Recent transformations in mental health services over the past decade, including Improving Access to Psychological Therapies, have resulted in more mental health problems being managed by specialist practitioners. With the planned expansion of mental health workers in schools in the UK,6 it will be important that there is an ongoing recognition of the high prevalence of mental health problems in those presenting in primary care.22 GPs will continue to identify and support children with mental health problems. Specialist CAMHS can support the delivery of integrated care in local communities by collaborating with primary care providers.
Strengths and limitations
GPs from a wide range of practices were invited to participate in the study. The GPs interviewed were restricted to those who came forward following these invitations, which were co-ordinated by a local GP Federation. While the sample size for this study was small, due to challenges involved in recruiting GPs, it did elicit rich narrative data with the use of face-to-face semi-structured interviews.
Comparison with existing literature
GP perceptions of specialist CAMHS in this study were consistent with findings in previous studies. GPs expressed concerns about where to refer patients who do not meet specialist CAMHS criteria, and the high rates of rejection of referrals to specialist CAMHS. This is in keeping with other research findings.7,11,12 The present study found that GPs feel frustrated by rejected referrals, which is consistent with the findings of O’Brien et al.7 The study also found that GPs want more training in children’s mental health.7,11
In this study, GPs identified benefits from PMHWs working in primary care. Having these specialist workers embedded in primary care reportedly improved accessibility of advice and support for professionals, and supported appropriate referral. GPs highlighted how the appointment of PMHWs had improved the accessibility of services for children and young people.
Implications for research
In this study, the appointment of PMHWs mitigated some of the challenges perceived by GPs in meeting the needs of patients in the context of under-resourced children’s mental health services. This adds to the limited evidence-base relating to the delivery of mental health services for children in primary care. GP-attached PMHWs are being established elsewhere in the UK, and there is a need to understand the impact of such services.
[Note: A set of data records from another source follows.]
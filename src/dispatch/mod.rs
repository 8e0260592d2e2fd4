// SPDX-License-Identifier: MPL-2.0
// This Source Code Form is subject to the terms of the Mozilla Public
// License, v. 2.0. If a copy of the MPL was not distributed with this
// file, You can obtain one at https://mozilla.org/MPL/2.0/.

//! Per-device command dispatch.
//!
//! A [`CommandDispatcher`] turns host writes (`On`, `Brightness`) into
//! gateway commands. One dispatch is a sequence of
//!
//! 1. an optional, optionally randomised delay (skipped when the user is
//!    flipping the switch by hand),
//! 2. the on/off or bell command,
//! 3. zero or more repeats with growing pauses,
//! 4. a mute window during which the reconciler leaves the device alone,
//!    because the gateway has not caught up with the command yet.
//!
//! A new `set_on` cancels the pending timers of the previous dispatch of the
//! same device, which then returns without sending anything further. All
//! waits are [`CancellableTimer`]s.

mod dispatcher;
mod timer;

pub use dispatcher::{CommandDispatcher, DispatchState};
pub use timer::{ArmedWait, CancellableTimer, WaitOutcome};

use std::fmt;
use std::time::Duration;

/// Where a device's dispatcher is in its sequence.
#[derive(Debug, Clone, Copy, PartialEq, Eq, Hash, Default)]
pub enum DispatchStatus {
    /// Nothing dispatched yet.
    #[default]
    Initialised,
    /// Waiting out the automation delay.
    Delaying,
    /// Repeating the last command.
    Repeating,
    /// Last dispatch was a manual override.
    ManuallyControlled,
    /// Last automation dispatch finished.
    AutomationDone,
}

impl fmt::Display for DispatchStatus {
    fn fmt(&self, f: &mut fmt::Formatter<'_>) -> fmt::Result {
        let s = match self {
            Self::Initialised => "Initialised",
            Self::Delaying => "Delaying",
            Self::Repeating => "Repeating",
            Self::ManuallyControlled => "Manually controlled",
            Self::AutomationDone => "Automation done",
        };
        write!(f, "{s}")
    }
}

/// One-shot override of the random-delay toggle.
///
/// Applies to the next automation dispatch only, then clears itself.
#[derive(Debug, Clone, Copy, PartialEq, Eq, Hash)]
pub enum RandomOverride {
    /// Randomise the next delay even if random is off.
    Enable,
    /// Use the full delay next time even if random is on.
    Disable,
}

/// Timing settings of a dispatcher.
///
/// # Examples
///
/// ```
/// use std::time::Duration;
/// use telldus_bridge::dispatch::DispatchConfig;
///
/// let config = DispatchConfig::default()
///     .with_delay(Duration::from_secs(30))
///     .with_random(true)
///     .with_repeats(2)
///     .with_beat_rate(Duration::from_secs(10));
///
/// assert_eq!(config.mute, Duration::from_secs(20));
/// ```
#[derive(Debug, Clone, Copy, PartialEq, Eq)]
pub struct DispatchConfig {
    /// Delay before an automation command.
    pub delay: Duration,
    /// Randomise the delay within 20-100 % of `delay`.
    pub random: bool,
    /// Number of repeats after the first command.
    pub repeats: u32,
    /// Mute window after a dispatch.
    pub mute: Duration,
}

impl DispatchConfig {
    /// Pause before a manual override command.
    pub const SETTLE: Duration = Duration::from_millis(50);
    /// Debounce window of dim commands.
    pub const DIM_DEBOUNCE: Duration = Duration::from_millis(500);
    /// Lower bound of a randomised delay, as a fraction of the delay.
    pub const RANDOM_MIN_FRACTION: f64 = 0.2;

    /// Sets the automation delay.
    #[must_use]
    pub fn with_delay(mut self, delay: Duration) -> Self {
        self.delay = delay;
        self
    }

    /// Enables or disables delay randomisation.
    #[must_use]
    pub fn with_random(mut self, random: bool) -> Self {
        self.random = random;
        self
    }

    /// Sets the number of repeats.
    #[must_use]
    pub fn with_repeats(mut self, repeats: u32) -> Self {
        self.repeats = repeats;
        self
    }

    /// Derives the mute window from the platform heartbeat rate.
    #[must_use]
    pub fn with_beat_rate(mut self, beat_rate: Duration) -> Self {
        self.mute = beat_rate * 2;
        self
    }

    /// Returns the pause before repeat number `repetition + 1`.
    #[must_use]
    pub fn repeat_pause(repetition: u32) -> Duration {
        Duration::from_millis(2000 + u64::from(repetition) * 1000)
    }
}

impl Default for DispatchConfig {
    fn default() -> Self {
        Self {
            delay: Duration::ZERO,
            random: false,
            repeats: 0,
            mute: Duration::from_secs(20),
        }
    }
}

#[cfg(test)]
mod tests {
    use super::*;

    #[test]
    fn repeat_pause_grows_by_a_second() {
        assert_eq!(DispatchConfig::repeat_pause(0), Duration::from_secs(2));
        assert_eq!(DispatchConfig::repeat_pause(1), Duration::from_secs(3));
        assert_eq!(DispatchConfig::repeat_pause(4), Duration::from_secs(6));
    }

    #[test]
    fn status_text() {
        assert_eq!(DispatchStatus::ManuallyControlled.to_string(), "Manually controlled");
        assert_eq!(DispatchStatus::default(), DispatchStatus::Initialised);
    }
}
Qualitative research can be an important part of understanding stakeholder perspectives, and can help these be used to shape service design and delivery. Future qualitative research relating to this model of care could also include the views of a wider range of stakeholders, including children, parents, PMHWs, and other professional groups.
Although this study has indicated that GPs view this model of care positively, there is a need for further research on new models of care in CAMHS that incorporate analysis of clinical outcomes at patient and service-level; economic evaluation; and broader impacts on community health.
Funding
Dr Alison Doherty is funded by the National Institute for Health Research Applied Research Collaboration North West Coast (NIHR ARC NWC) at the University of Central Lancashire. A Research Development Initiation Grant was awarded by East Lancashire Hospitals NHS Trust, which contributed to the dissemination costs for this publication. The views expressed are those of the authors and not necessarily those of the NHS, the NIHR, or the Department of Health and Social Care.
Ethical approval
Ethical approval was obtained from East Lancashire Hospital NHS Trust Research Ethics Committee (IRAS Project ID: 214967) and the University of Central Lancashire’s Ethics Committee (reference: STEMH 865).
Provenance
Freely submitted; externally peer reviewed
Competing interests
The authors declare that no competing interests exist.